Unstrittig hängt vom Standpunkt des Betrachters ab, wo und wann in der Geschichte der Beginn der deutschen Emanzipation anzusiedeln ist. Mit den Augen bürgerlicher Gelehrsamkeit wird man wohl die Zeit vor dem Ausbruch der Französischen Revolution als Fixpunkt setzen, wo sich im kleinstaatlichen Deutschland die erste emanzipatorische Bewegung abzeichnete, die später den Frauen eine verfassungsmäßige Gleichstellung in Familie und Gesellschaft garantierte. Seinerzeit, 1787, waren es die "Göttinger Universitäts-Mamsellen" Therese Forster, Caroline Boehmer-Schlegel-Schelling - offenbar eine heiratswütige Dame - Philippine Gatterer, Meta Forkel und Dorethea Schlözer gewesen, die sich von keinem überkommenen Brauch in ihrem Selbstentfaltungsdrang abhalten lassen wollten und jede auf ihre Weise Karriere machte, wie man es heute gerne zu sagen pflegt. Zumindest Dorethea Schlözer verfolgte diesen Weg mit einiger Brillanz, weil sie, gerade mal 17jährig, als erste weibliche Kandidatin das philosophische Doktorexamen absolvierte. Auf die damalige Gelehrtenignoranz und Widerständelei einerseits und die Verstrickungen dieser fünf Frauen in die Allerweltsdünkeleien ihrer männlichen Gegenfüßler andererseits soll an dieser Stelle nicht weiter eingegangen werden. Auch Irrtümer, und seien sie zu Beginn noch so engagiert und ernstgemeint gewesen, schrieben schließlich Geschichte. Erwähnt werden soll allerdings, daß die männerbeherrschte Burg des Königlichen Spiels nicht mit der Erstürmung der Bastille in Frankreich fiel. Bis eine Frau den schuldigen Respekt in den Turnierhallen einfordern konnte, sollten noch mehr als hundert Jahre vergehen. Erst mit Vera Menchik wurde der Damm gebrochen, der weitere fünfzig Jahre später und nach und nach bis heute den Frauen einen anerkennungsvollen Platz neben der schachspielenden Männerfraktion einräumte. Im heutigen Rätsel der Sphinx gelang der Moskauer Meisterin Bykowa gegen ihre ukrainische Kontrahentin Kogan eine auch in der Männerwelt sehenswerte Schlußkombination. Also, Wanderer, mit welchem taktischen Gefährt wurde die schwarze Stellung überrollt?

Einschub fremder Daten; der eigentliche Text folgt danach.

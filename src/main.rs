use std::process::ExitCode;

use clap::Parser;
use tracing_subscriber::EnvFilter;

use dockerized::cli::Cli;
use dockerized::commands;
use dockerized::DockerizedError;

fn init_logging(verbose: bool) {
    let default_level = if verbose { "info" } else { "warn" };
    let filter = EnvFilter::try_from_default_env().unwrap_or_else(|_| EnvFilter::new(default_level));
    tracing_subscriber::fmt()
        .with_env_filter(filter)
        .with_writer(std::io::stderr)
        .with_target(false)
        .without_time()
        .init();
}

#[tokio::main]
async fn main() -> ExitCode {
    let cli: Cli = Cli::parse();
    init_logging(cli.verbose);

    match commands::run::execute(cli).await {
        Ok(code) => ExitCode::from(code.clamp(0, 255) as u8),
        Err(e) => {
            // A failing command is reported by the run itself, in verbose mode only.
            if !matches!(e, DockerizedError::CommandFailed { .. }) {
                eprintln!("Error: {}", e);
            }
            ExitCode::from(e.exit_code().clamp(0, 255) as u8)
        }
    }
}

SCHACH-SPHINX/05868: Universitäts-Mamsellen (SB)

Bykowa - Kogan
UdSSR 1954

Auflösung des letzten Sphinx-Rätsels:
Der weiße Gewinnweg war vorgezeichnet durch die Wanderung des Königs nach b8. Nach 1.Kf2-e3 Ta1-a5 2.Ke3-d4 Kg5-f4 3.Th7-g7 Kf4-g5 4.Kd4-c4 Ta5-a2 5.Kb4-b5 g6-g5 6.Kb5-b6 g5-g4 7.h3xg4 f5xg4 8.Kb6-b7 Ta2-b2+ 9.Kb7-c8 Tb2-c2+ 10.Kc8-b8 gab sich Schwarz geschlagen. Gegen einen solch wanderwütigen König halfen weder Gesundbeterei noch Racheschachs.